Extracted information:
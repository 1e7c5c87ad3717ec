//! Per-identity usage rollups.
//!
//! Derived entirely from session records; `recompute` replaces the stored
//! row from scratch, so the table can never drift from the sessions it
//! summarizes.

use anyhow::{Context, Result};
use chrono::{DateTime, Utc};
use sqlx::sqlite::SqlitePool;
use sqlx::SqliteConnection;

use crate::status::Counters;

use super::parse_ts;

/// Whether an identity holds at least one active session on a server.
#[derive(Debug, Clone, Copy, PartialEq, Eq)]
pub enum ConnectionStatus {
    Online,
    Offline,
}

impl ConnectionStatus {
    pub fn as_str(&self) -> &'static str {
        match self {
            ConnectionStatus::Online => "online",
            ConnectionStatus::Offline => "offline",
        }
    }

    fn from_db(raw: &str) -> Self {
        if raw == "online" {
            ConnectionStatus::Online
        } else {
            ConnectionStatus::Offline
        }
    }
}

/// Aggregated usage for one identity on one server.
#[derive(Debug, Clone)]
pub struct IdentityStats {
    pub identity: String,
    pub server: String,
    pub total_sessions: u64,
    pub total_connected_secs: u64,
    pub total_bytes_received: u64,
    pub total_bytes_sent: u64,
    pub last_seen: Option<DateTime<Utc>>,
    pub current_status: ConnectionStatus,
    pub updated_at: DateTime<Utc>,
}

#[derive(Debug, sqlx::FromRow)]
struct IdentityRow {
    identity: String,
    server: String,
    total_sessions: i64,
    total_connected_secs: i64,
    total_bytes_received: i64,
    total_bytes_sent: i64,
    last_seen: Option<String>,
    current_status: String,
    updated_at: String,
}

impl IdentityRow {
    fn into_stats(self) -> Result<IdentityStats> {
        Ok(IdentityStats {
            identity: self.identity,
            server: self.server,
            total_sessions: self.total_sessions.max(0) as u64,
            total_connected_secs: self.total_connected_secs.max(0) as u64,
            total_bytes_received: self.total_bytes_received.max(0) as u64,
            total_bytes_sent: self.total_bytes_sent.max(0) as u64,
            last_seen: match self.last_seen {
                Some(raw) => Some(parse_ts(&raw)?),
                None => None,
            },
            current_status: ConnectionStatus::from_db(&self.current_status),
            updated_at: parse_ts(&self.updated_at)?,
        })
    }
}

const COLUMNS: &str = "identity, server, total_sessions, total_connected_secs, \
                       total_bytes_received, total_bytes_sent, last_seen, \
                       current_status, updated_at";

fn collect(rows: Vec<IdentityRow>) -> Result<Vec<IdentityStats>> {
    rows.into_iter().map(IdentityRow::into_stats).collect()
}

/// Rebuilds one identity's rollup from its session records.
///
/// Closed stints contribute their stored duration; active stints contribute
/// elapsed time up to `now`. last_seen is the newest disconnect time, or the
/// connect time for stints still open.
pub async fn recompute(
    conn: &mut SqliteConnection,
    identity: &str,
    server: &str,
    now: DateTime<Utc>,
) -> Result<()> {
    let (total_sessions, closed_secs, bytes_received, bytes_sent, last_seen, active_count): (
        i64,
        i64,
        i64,
        i64,
        Option<String>,
        i64,
    ) = sqlx::query_as(
        "SELECT COUNT(*),
                COALESCE(SUM(COALESCE(duration_secs, 0)), 0),
                COALESCE(SUM(bytes_received), 0),
                COALESCE(SUM(bytes_sent), 0),
                MAX(COALESCE(disconnected_at, connected_at)),
                COALESCE(SUM(CASE WHEN disconnected_at IS NULL THEN 1 ELSE 0 END), 0)
           FROM sessions
          WHERE identity = ? AND server = ?",
    )
    .bind(identity)
    .bind(server)
    .fetch_one(&mut *conn)
    .await
    .context("aggregating identity sessions")?;

    let active_connected: Vec<String> = sqlx::query_scalar(
        "SELECT connected_at FROM sessions
          WHERE identity = ? AND server = ? AND disconnected_at IS NULL",
    )
    .bind(identity)
    .bind(server)
    .fetch_all(&mut *conn)
    .await
    .context("loading active stint start times")?;

    let mut total_connected_secs = closed_secs.max(0);
    for raw in &active_connected {
        let connected_at = parse_ts(raw)?;
        total_connected_secs += (now - connected_at).num_seconds().max(0);
    }

    let status = if active_count > 0 {
        ConnectionStatus::Online
    } else {
        ConnectionStatus::Offline
    };

    sqlx::query(
        "INSERT INTO identity_stats
            (identity, server, total_sessions, total_connected_secs,
             total_bytes_received, total_bytes_sent, last_seen,
             current_status, updated_at)
         VALUES (?, ?, ?, ?, ?, ?, ?, ?, ?)
         ON CONFLICT(identity, server) DO UPDATE SET
             total_sessions = excluded.total_sessions,
             total_connected_secs = excluded.total_connected_secs,
             total_bytes_received = excluded.total_bytes_received,
             total_bytes_sent = excluded.total_bytes_sent,
             last_seen = excluded.last_seen,
             current_status = excluded.current_status,
             updated_at = excluded.updated_at",
    )
    .bind(identity)
    .bind(server)
    .bind(total_sessions.max(0))
    .bind(total_connected_secs)
    .bind(bytes_received.max(0))
    .bind(bytes_sent.max(0))
    .bind(&last_seen)
    .bind(status.as_str())
    .bind(now.to_rfc3339())
    .execute(&mut *conn)
    .await
    .context("upserting identity stats")?;

    Ok(())
}

/// All rollups, optionally narrowed to one server.
pub async fn list(pool: &SqlitePool, server: Option<&str>) -> Result<Vec<IdentityStats>> {
    let rows: Vec<IdentityRow> = match server {
        Some(server) => {
            sqlx::query_as(&format!(
                "SELECT {COLUMNS} FROM identity_stats
                  WHERE server = ?
                  ORDER BY identity, server"
            ))
            .bind(server)
            .fetch_all(pool)
            .await
        }
        None => {
            sqlx::query_as(&format!(
                "SELECT {COLUMNS} FROM identity_stats ORDER BY identity, server"
            ))
            .fetch_all(pool)
            .await
        }
    }
    .context("listing identity stats")?;

    collect(rows)
}

/// One identity's rollups across servers.
pub async fn list_for_identity(pool: &SqlitePool, identity: &str) -> Result<Vec<IdentityStats>> {
    let rows: Vec<IdentityRow> = sqlx::query_as(&format!(
        "SELECT {COLUMNS} FROM identity_stats
          WHERE identity = ?
          ORDER BY server"
    ))
    .bind(identity)
    .fetch_all(pool)
    .await
    .context("loading identity stats")?;

    collect(rows)
}

/// One identity page row with recent-activity counts.
#[derive(Debug, Clone)]
pub struct IdentityOverview {
    pub stats: IdentityStats,
    pub sessions_today: u64,
    pub sessions_this_week: u64,
}

#[derive(Debug, sqlx::FromRow)]
struct OverviewRow {
    identity: String,
    server: String,
    total_sessions: i64,
    total_connected_secs: i64,
    total_bytes_received: i64,
    total_bytes_sent: i64,
    last_seen: Option<String>,
    current_status: String,
    updated_at: String,
    sessions_today: i64,
    sessions_this_week: i64,
}

impl OverviewRow {
    fn into_overview(self) -> Result<IdentityOverview> {
        let stats = IdentityRow {
            identity: self.identity,
            server: self.server,
            total_sessions: self.total_sessions,
            total_connected_secs: self.total_connected_secs,
            total_bytes_received: self.total_bytes_received,
            total_bytes_sent: self.total_bytes_sent,
            last_seen: self.last_seen,
            current_status: self.current_status,
            updated_at: self.updated_at,
        }
        .into_stats()?;

        Ok(IdentityOverview {
            stats,
            sessions_today: self.sessions_today.max(0) as u64,
            sessions_this_week: self.sessions_this_week.max(0) as u64,
        })
    }
}

/// One page of rollups with per-row recent-activity counts.
///
/// Online identities sort first, then most recently seen. `search` narrows
/// by identity substring. Callers supply the day and week cutoffs so every
/// row in one page agrees on what "today" means.
pub async fn overview_page(
    pool: &SqlitePool,
    server: Option<&str>,
    search: Option<&str>,
    limit: u32,
    offset: u32,
    today_start: DateTime<Utc>,
    week_start: DateTime<Utc>,
) -> Result<Vec<IdentityOverview>> {
    let rows: Vec<OverviewRow> = sqlx::query_as(
        "SELECT i.identity, i.server, i.total_sessions, i.total_connected_secs,
                i.total_bytes_received, i.total_bytes_sent, i.last_seen,
                i.current_status, i.updated_at,
                (SELECT COUNT(*) FROM sessions s
                  WHERE s.identity = i.identity AND s.server = i.server
                    AND s.connected_at >= ?) AS sessions_today,
                (SELECT COUNT(*) FROM sessions s
                  WHERE s.identity = i.identity AND s.server = i.server
                    AND s.connected_at >= ?) AS sessions_this_week
           FROM identity_stats i
          WHERE (? IS NULL OR i.server = ?)
            AND (? IS NULL OR i.identity LIKE '%' || ? || '%')
          ORDER BY CASE WHEN i.current_status = 'online' THEN 0 ELSE 1 END,
                   COALESCE(i.last_seen, '') DESC,
                   i.identity
          LIMIT ? OFFSET ?",
    )
    .bind(today_start.to_rfc3339())
    .bind(week_start.to_rfc3339())
    .bind(server)
    .bind(server)
    .bind(search)
    .bind(search)
    .bind(limit as i64)
    .bind(offset as i64)
    .fetch_all(pool)
    .await
    .context("listing identity overview")?;

    rows.into_iter().map(OverviewRow::into_overview).collect()
}

/// Distinct identities ever recorded.
pub async fn count_known(pool: &SqlitePool, server: Option<&str>) -> Result<u64> {
    let count: i64 = match server {
        Some(server) => {
            sqlx::query_scalar(
                "SELECT COUNT(DISTINCT identity) FROM identity_stats WHERE server = ?",
            )
            .bind(server)
            .fetch_one(pool)
            .await
        }
        None => {
            sqlx::query_scalar("SELECT COUNT(DISTINCT identity) FROM identity_stats")
                .fetch_one(pool)
                .await
        }
    }
    .context("counting known identities")?;

    Ok(count.max(0) as u64)
}

/// Lifetime byte totals summed across rollups.
///
/// Rollups outlive the traffic ledger's retention horizon, so deployment
/// totals come from here rather than from aggregate samples.
pub async fn totals(pool: &SqlitePool, server: Option<&str>) -> Result<Counters> {
    let (received, sent): (i64, i64) = match server {
        Some(server) => {
            sqlx::query_as(
                "SELECT COALESCE(SUM(total_bytes_received), 0),
                        COALESCE(SUM(total_bytes_sent), 0)
                   FROM identity_stats
                  WHERE server = ?",
            )
            .bind(server)
            .fetch_one(pool)
            .await
        }
        None => {
            sqlx::query_as(
                "SELECT COALESCE(SUM(total_bytes_received), 0),
                        COALESCE(SUM(total_bytes_sent), 0)
                   FROM identity_stats",
            )
            .fetch_one(pool)
            .await
        }
    }
    .context("summing identity totals")?;

    Ok(Counters {
        bytes_in: received.max(0) as u64,
        bytes_out: sent.max(0) as u64,
    })
}
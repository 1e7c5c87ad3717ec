use std::net::SocketAddr;
use std::sync::Arc;

use anyhow::{Context, Result};
use axum::extract::State;
use axum::http::StatusCode;
use axum::response::IntoResponse;
use axum::routing::get;
use axum::Router;
use prometheus::{
    CounterVec, Encoder, GaugeVec, Histogram, HistogramOpts, Opts, Registry, TextEncoder,
};
use tokio::net::TcpListener;
use tokio_util::sync::CancellationToken;

/// Prometheus metrics for agent health and observability.
///
/// All metrics use the "tunnelmon" namespace. Organized by concern:
/// - Cycle: reconcile loop outcomes per server
/// - Session: lifecycle counters and occupancy gauges
/// - Ledger: accounted traffic and its anomalies
/// - Retention: sweep results
pub struct HealthMetrics {
    registry: Registry,
    addr: String,
    shutdown: parking_lot::Mutex<Option<CancellationToken>>,

    // === Cycle ===
    /// Reconcile cycles completed per server.
    pub cycles: CounterVec,
    /// Reconcile cycles that failed per server.
    pub cycle_errors: CounterVec,
    /// Wall time of one server's reconcile cycle.
    pub cycle_duration: Histogram,
    /// Status report lines rejected as structurally invalid.
    pub parse_skips: CounterVec,

    // === Session ===
    /// Session records opened per server.
    pub sessions_opened: CounterVec,
    /// Session records closed per server.
    pub sessions_closed: CounterVec,
    /// Active sessions after the latest cycle per server.
    pub active_sessions: GaugeVec,
    /// Distinct online identities after the latest cycle per server.
    pub online_identities: GaugeVec,

    // === Ledger ===
    /// Delta bytes accounted per server and direction (in/out).
    pub delta_bytes: CounterVec,
    /// Counter-reset anomalies detected per server.
    pub counter_resets: CounterVec,
    /// Reconcile transactions that failed to apply per server.
    pub store_tx_failures: CounterVec,

    // === Retention ===
    /// Rows removed by retention sweeps, by kind (sessions/samples).
    pub retention_removed: CounterVec,
}

impl HealthMetrics {
    /// Creates a new health metrics instance with all metrics registered.
    pub fn new(addr: &str) -> Result<Self> {
        let registry = Registry::new();

        // === Cycle ===
        let cycles = CounterVec::new(
            Opts::new("cycles_total", "Total reconcile cycles completed per server.")
                .namespace("tunnelmon"),
            &["server"],
        )?;
        let cycle_errors = CounterVec::new(
            Opts::new("cycle_errors_total", "Total reconcile cycles that failed per server.")
                .namespace("tunnelmon"),
            &["server"],
        )?;
        let cycle_duration = Histogram::with_opts(
            HistogramOpts::new(
                "cycle_duration_seconds",
                "Wall time of one server's reconcile cycle.",
            )
            .namespace("tunnelmon")
            .buckets(vec![0.001, 0.005, 0.01, 0.05, 0.1, 0.5, 1.0, 5.0]),
        )?;
        let parse_skips = CounterVec::new(
            Opts::new(
                "parse_skips_total",
                "Total status report lines rejected as structurally invalid.",
            )
            .namespace("tunnelmon"),
            &["server"],
        )?;

        // === Session ===
        let sessions_opened = CounterVec::new(
            Opts::new("sessions_opened_total", "Total session records opened per server.")
                .namespace("tunnelmon"),
            &["server"],
        )?;
        let sessions_closed = CounterVec::new(
            Opts::new("sessions_closed_total", "Total session records closed per server.")
                .namespace("tunnelmon"),
            &["server"],
        )?;
        let active_sessions = GaugeVec::new(
            Opts::new(
                "active_sessions",
                "Active sessions after the latest cycle per server.",
            )
            .namespace("tunnelmon"),
            &["server"],
        )?;
        let online_identities = GaugeVec::new(
            Opts::new(
                "online_identities",
                "Distinct online identities after the latest cycle per server.",
            )
            .namespace("tunnelmon"),
            &["server"],
        )?;

        // === Ledger ===
        let delta_bytes = CounterVec::new(
            Opts::new(
                "delta_bytes_total",
                "Total delta bytes accounted per server and direction.",
            )
            .namespace("tunnelmon"),
            &["server", "direction"],
        )?;
        let counter_resets = CounterVec::new(
            Opts::new(
                "counter_resets_total",
                "Total counter-reset anomalies detected per server.",
            )
            .namespace("tunnelmon"),
            &["server"],
        )?;
        let store_tx_failures = CounterVec::new(
            Opts::new(
                "store_tx_failures_total",
                "Total reconcile transactions that failed to apply per server.",
            )
            .namespace("tunnelmon"),
            &["server"],
        )?;

        // === Retention ===
        let retention_removed = CounterVec::new(
            Opts::new(
                "retention_removed_total",
                "Total rows removed by retention sweeps by kind.",
            )
            .namespace("tunnelmon"),
            &["kind"],
        )?;

        // Register all metrics with the custom registry.
        registry.register(Box::new(cycles.clone()))?;
        registry.register(Box::new(cycle_errors.clone()))?;
        registry.register(Box::new(cycle_duration.clone()))?;
        registry.register(Box::new(parse_skips.clone()))?;
        registry.register(Box::new(sessions_opened.clone()))?;
        registry.register(Box::new(sessions_closed.clone()))?;
        registry.register(Box::new(active_sessions.clone()))?;
        registry.register(Box::new(online_identities.clone()))?;
        registry.register(Box::new(delta_bytes.clone()))?;
        registry.register(Box::new(counter_resets.clone()))?;
        registry.register(Box::new(store_tx_failures.clone()))?;
        registry.register(Box::new(retention_removed.clone()))?;

        Ok(Self {
            registry,
            addr: addr.to_string(),
            shutdown: parking_lot::Mutex::new(None),
            cycles,
            cycle_errors,
            cycle_duration,
            parse_skips,
            sessions_opened,
            sessions_closed,
            active_sessions,
            online_identities,
            delta_bytes,
            counter_resets,
            store_tx_failures,
            retention_removed,
        })
    }

    /// Starts the HTTP server serving /metrics and /healthz.
    pub async fn start(&self) -> Result<()> {
        let addr = if self.addr.is_empty() {
            ":9090"
        } else {
            &self.addr
        };

        // Parse address, handling ":port" shorthand.
        let bind_addr = if addr.starts_with(':') {
            format!("0.0.0.0{addr}")
        } else {
            addr.to_string()
        };

        let registry = self.registry.clone();
        let app_state = Arc::new(AppState { registry });

        let app = Router::new()
            .route("/metrics", get(metrics_handler))
            .route("/healthz", get(healthz_handler))
            .with_state(app_state);

        let listener = TcpListener::bind(&bind_addr)
            .await
            .with_context(|| format!("listening on {bind_addr}"))?;

        let local_addr = listener.local_addr().context("getting local address")?;

        let cancel = CancellationToken::new();
        *self.shutdown.lock() = Some(cancel.clone());

        tokio::spawn(async move {
            tracing::info!(addr = %local_addr, "health metrics server started");

            let result = axum::serve(
                listener,
                app.into_make_service_with_connect_info::<SocketAddr>(),
            )
            .with_graceful_shutdown(async move {
                cancel.cancelled().await;
            })
            .await;

            if let Err(e) = result {
                tracing::error!(error = %e, "health metrics server error");
            }
        });

        Ok(())
    }

    /// Gracefully shuts down the health metrics server.
    pub async fn stop(&self) -> Result<()> {
        if let Some(cancel) = self.shutdown.lock().take() {
            cancel.cancel();
        }

        Ok(())
    }
}

/// Shared state for axum handlers.
struct AppState {
    registry: Registry,
}

/// GET /metrics - Prometheus text format.
async fn metrics_handler(State(state): State<Arc<AppState>>) -> impl IntoResponse {
    let encoder = TextEncoder::new();
    let metric_families = state.registry.gather();

    let mut buffer = Vec::new();
    if let Err(e) = encoder.encode(&metric_families, &mut buffer) {
        tracing::error!(error = %e, "encoding metrics");
        return (
            StatusCode::INTERNAL_SERVER_ERROR,
            "encoding error".to_string(),
        );
    }

    match String::from_utf8(buffer) {
        Ok(text) => (StatusCode::OK, text),
        Err(e) => {
            tracing::error!(error = %e, "converting metrics to string");
            (
                StatusCode::INTERNAL_SERVER_ERROR,
                "encoding error".to_string(),
            )
        }
    }
}

/// GET /healthz - Simple health check.
async fn healthz_handler() -> &'static str {
    "ok"
}
//! Read-side query surface.
//!
//! Everything an API layer needs from the store, as pure reads over the
//! shared pool. Pagination is clamped here so callers cannot request
//! unbounded pages, and chart windows pick their own bucket width.

use std::collections::{HashMap, HashSet};
use std::time::Duration;

use anyhow::{Context, Result};
use chrono::{DateTime, Utc};
use sqlx::SqlitePool;

use crate::config::QueryConfig;
use crate::status::Counters;
use crate::store::identity::{self, IdentityOverview, IdentityStats};
use crate::store::session::{self, SessionRecord};
use crate::store::traffic::{self, TrafficSample};
use crate::store::Store;

pub mod chart;

use chart::{BucketWidth, ChartPoint, IdentitySeries};

/// One page of session history plus the unpaged total.
#[derive(Debug, Clone)]
pub struct SessionPage {
    pub sessions: Vec<SessionRecord>,
    pub total: u64,
}

/// Deployment-wide rollup for the landing view.
#[derive(Debug, Clone, Copy, PartialEq, Eq)]
pub struct Summary {
    pub active_sessions: u64,
    pub online_identities: u64,
    pub known_identities: u64,
    pub sessions_today: u64,
    pub sessions_this_week: u64,
    /// Aggregate deltas captured since UTC midnight.
    pub bytes_today: Counters,
    /// Lifetime transfer rollup; survives ledger retention.
    pub bytes_total: Counters,
}

/// Read accessors over a reconciled store.
pub struct Queries {
    pool: SqlitePool,
    cfg: QueryConfig,
}

impl Queries {
    pub fn new(store: &Store, cfg: QueryConfig) -> Self {
        Self {
            pool: store.pool().clone(),
            cfg,
        }
    }

    fn page_limit(&self, limit: Option<u32>) -> u32 {
        limit
            .unwrap_or(self.cfg.default_limit)
            .clamp(1, self.cfg.max_limit)
    }

    /// Currently active sessions, optionally narrowed to one server.
    pub async fn active_sessions(&self, server: Option<&str>) -> Result<Vec<SessionRecord>> {
        session::active_sessions(&self.pool, server).await
    }

    /// Session history across all identities, newest first.
    pub async fn recent_sessions(&self, limit: Option<u32>, offset: u32) -> Result<SessionPage> {
        let limit = self.page_limit(limit);
        let sessions = session::recent_sessions(&self.pool, limit, offset).await?;
        let total = session::count_sessions(&self.pool).await?;
        Ok(SessionPage { sessions, total })
    }

    /// Session history for one identity, newest first.
    pub async fn identity_sessions(
        &self,
        identity: &str,
        limit: Option<u32>,
        offset: u32,
    ) -> Result<SessionPage> {
        let limit = self.page_limit(limit);
        let sessions = session::sessions_for_identity(&self.pool, identity, limit, offset).await?;
        let total = session::count_sessions_for_identity(&self.pool, identity).await?;
        Ok(SessionPage { sessions, total })
    }

    /// Identity roster page: online identities first, then by recency.
    ///
    /// `search` narrows by identity substring. Each row carries counts of
    /// sessions opened since UTC midnight and over the trailing seven days.
    pub async fn identity_overview(
        &self,
        server: Option<&str>,
        search: Option<&str>,
        limit: Option<u32>,
        offset: u32,
        now: DateTime<Utc>,
    ) -> Result<Vec<IdentityOverview>> {
        let limit = self.page_limit(limit);
        let today_start = BucketWidth::Day.truncate(now);
        let week_start = now - chrono::Duration::days(7);
        identity::overview_page(
            &self.pool,
            server,
            search,
            limit,
            offset,
            today_start,
            week_start,
        )
        .await
    }

    /// Per-server stat rows for one identity.
    pub async fn identity_detail(&self, identity: &str) -> Result<Vec<IdentityStats>> {
        identity::list_for_identity(&self.pool, identity).await
    }

    /// Transfer chart over a trailing window, optionally for one server.
    pub async fn traffic_chart(
        &self,
        server: Option<&str>,
        window: Duration,
        now: DateTime<Utc>,
    ) -> Result<Vec<ChartPoint>> {
        let width = BucketWidth::for_window(window);
        let since = window_start(now, window)?;
        let samples = traffic::aggregates_in_window(&self.pool, server, since, now).await?;
        Ok(chart::bucket_aggregates(&samples, width))
    }

    /// Per-identity transfer series over a trailing window.
    ///
    /// Series come back in the order identities were requested, with an
    /// empty series for any identity the window has no samples for. `origin`
    /// narrows to the single session key whose origin renders as
    /// `addr:port`.
    pub async fn identity_comparison(
        &self,
        identities: &[String],
        server: Option<&str>,
        origin: Option<&str>,
        window: Duration,
        now: DateTime<Utc>,
    ) -> Result<Vec<IdentitySeries>> {
        let width = BucketWidth::for_window(window);
        let since = window_start(now, window)?;

        let wanted: HashSet<&str> = identities.iter().map(String::as_str).collect();
        let keep = |sample: &TrafficSample| -> bool {
            let Some(identity) = sample.identity.as_deref() else {
                return false;
            };
            if !wanted.contains(identity) {
                return false;
            }
            origin.map_or(true, |origin| origin_matches(sample, origin))
        };

        let mut seeds = traffic::raw_seed_before(&self.pool, server, since).await?;
        seeds.retain(|s| keep(s));
        let mut samples = traffic::raw_in_window(&self.pool, server, since, now).await?;
        samples.retain(|s| keep(s));

        let mut by_identity: HashMap<String, IdentitySeries> =
            chart::bucket_identity_deltas(&seeds, &samples, width)
                .into_iter()
                .map(|series| (series.identity.clone(), series))
                .collect();

        Ok(identities
            .iter()
            .map(|identity| {
                by_identity.remove(identity).unwrap_or_else(|| IdentitySeries {
                    identity: identity.clone(),
                    points: Vec::new(),
                })
            })
            .collect())
    }

    /// Deployment summary, optionally for one server.
    pub async fn summary(&self, server: Option<&str>, now: DateTime<Utc>) -> Result<Summary> {
        let today_start = BucketWidth::Day.truncate(now);
        let week_start = now - chrono::Duration::days(7);

        let active_sessions = session::count_active(&self.pool, server).await?;
        let online_identities = session::count_online_identities(&self.pool, server).await?;
        let known_identities = identity::count_known(&self.pool, server).await?;
        let sessions_today =
            session::count_connected_since(&self.pool, server, today_start).await?;
        let sessions_this_week =
            session::count_connected_since(&self.pool, server, week_start).await?;
        let bytes_today = traffic::totals_since(&self.pool, server, today_start).await?;
        let bytes_total = identity::totals(&self.pool, server).await?;

        Ok(Summary {
            active_sessions,
            online_identities,
            known_identities,
            sessions_today,
            sessions_this_week,
            bytes_today,
            bytes_total,
        })
    }
}

fn window_start(now: DateTime<Utc>, window: Duration) -> Result<DateTime<Utc>> {
    let span = chrono::Duration::from_std(window).context("chart window out of range")?;
    Ok(now - span)
}

fn origin_matches(sample: &TrafficSample, origin: &str) -> bool {
    match (sample.origin_addr.as_deref(), sample.origin_port.as_deref()) {
        (Some(addr), Some(port)) => format!("{addr}:{port}") == origin,
        _ => false,
    }
}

Prompt:
Whichever lines of the records above hold the word "first" should all be copied out.

Response area:
/// Online identities sort first, then most recently seen. `search` narrows
    /// Session history across all identities, newest first.
    /// Session history for one identity, newest first.
    /// Identity roster page: online identities first, then by recency.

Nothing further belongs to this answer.